Poll truther was the derisive term used to describe those on the right who willfully disregarded (or reinterpreted to fit a hoped for result) the polls as the 2012 presidential election drew near. It really was fun for us lefties to heckle and jeer as the truthers on the right twisted themselves into pretzels trying to find justifications for how Obama was going to lose and Romney was on his way to a landslide victory despite what the polls were showing. I contended that poll trutherism was simply the latest iteration of the tendency of conservatives to disregard the facts and figures they did not agree with, while wholly creating their own, wrongheaded, reality.
Now I find myself an admitted poll truther. When it comes to the chronically low numbers of approval for the ACA, I flat out do not believe the polls. Ok… go ahead. Point and laugh while I twist myself into a pretzel trying to demonstrate why the approval of Obamacare is a huge media conspiracy against truth, justice and the American way of life!
First: The only reason Republicans hate Obamacare is because it is Obamacare. If it were Bushcare or Reagancare they would love it. The fundamental mechanism of Obamacare, the individual mandate, was proposed by conservatives in response to the Clinton health care reform drive in the early 90′s. Obamacare was invented by the Heritage foundation as the free market health care solution.
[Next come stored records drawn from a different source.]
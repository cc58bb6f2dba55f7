//! # featurebundle-storage
//!
//! Resource store abstraction for the featurebundle reconciler.
//!
//! The reconciler never talks to a concrete backend. It reads control
//! resources, their parents and shared configuration objects, and writes
//! status back, all through the [`ResourceStore`] trait. [`InMemoryStore`]
//! is the bundled backend used by tests and the dry-run manager.
//!
//! ## Example
//!
//! ```ignore
//! use featurebundle_storage::{ResourceStore, StoreError};
//!
//! async fn load(store: &dyn ResourceStore, name: &str) -> Result<(), StoreError> {
//!     let Some(bundle) = store.get(name).await? else {
//!         return Ok(()); // vanished, nothing to do
//!     };
//!     let _parent = store.get_parent(&bundle).await?;
//!     Ok(())
//! }
//! ```

mod error;
pub mod memory;
mod traits;

pub use error::StoreError;
pub use memory::{InMemoryStore, StoreSnapshot};
pub use traits::ResourceStore;

/// Type alias for a shared store trait object.
pub type DynStore = std::sync::Arc<dyn ResourceStore>;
The individual mandate in particular positively reeks of conservatism. It mandates personal responsibility to allow for a private market solution to the nation’s health care needs. Conservatives decrying the individual mandate as some sort of attack on freedom and government takeover of healthcare should have found that religion when the Heritage foundation and party leaders like McCain, Dole, Gingrich and Romney were pushing the idea.
It seems you can’t swing a dead cat without hitting a Republican presidential nominee who supported Obamacare before it was Obamacare. In 1993 Bob Dole co-sponsored Obamacare (then known as Health Equity and Access Reform Today Act of 1993, or HEART ) and went on to be the Republican presidential nominee in 1996. John McCain touted the Republican plan in opposition to the Clinton plan in the early 90′s. The first time the head of the Florida Hospital and Health Care Association heard of the concept of the individual mandate was from John McCain in a speech he gave in Miami at the time. Obamacare was first passed into law by the 2012 Republican nominee, Mitt Romney.
Republicans are fundamentally unable to approve of anything President Obama does, even when it is their own idea. Nearly all of the opposition to Obamacare from the right is simply blind opposition to Obama by the same people who proposed the idea in the first place.
Next: The numbers showing opposition to Obamacare include a significant amount of people who oppose the law for not going far enough. For example consider CNN’s recent poll finding that 54% of the nation oppose Obamacare while 43% approve. 16% of those opposed felt the law was not liberal enough. Only 35% of respondents opposed Obamacare because they thought the law was too liberal. 65% of respondents approve of the law, are undecided, or think Obamacare does not go far enough.
The 16% who express dissatisfaction because the law is not strong enough are counted by pollsters as though they support the rhetoric and positions of the 35% who just reflexively dislike anything the president stands for. That is the opposite of the truth. The 35% would really detest the solution supported by the 16%, not just out of reflexive hatred for a personality, but because the liberal solution really would be one of the most objectionable things conservatives supposedly hate about Obamacare: A big government takeover of the health care system.
Truth be told, I would probably be in the 16% if I were polled under the influence of truth serum. The individual mandate is a conservative solution, and conservative ideas are not in the best interests of the nation as a rule. The truly liberal solution is a single payer system. That would constitute an actual government takeover of the health care system, just like the government controls the police departments and fire departments. Bare bones necessities such as the defense of the nation and our basic health and welfare needs are the proper function of government.
Under the single payer system folks who wanted to go out of network to pay for their own healthcare would not be prohibited from doing so. Just like you may hire a private security firm to guard your property but you still pay taxes for the local police department.
So I don’t believe the polls reflecting widespread opposition to Obamacare. Most of that opposition is not against the policy but against the president, and a significant part of the opposition is because the law does not go far enough. BUT… I do count my lucky stars that I’m not discounting the polls a few weeks before a general election to settle the issue!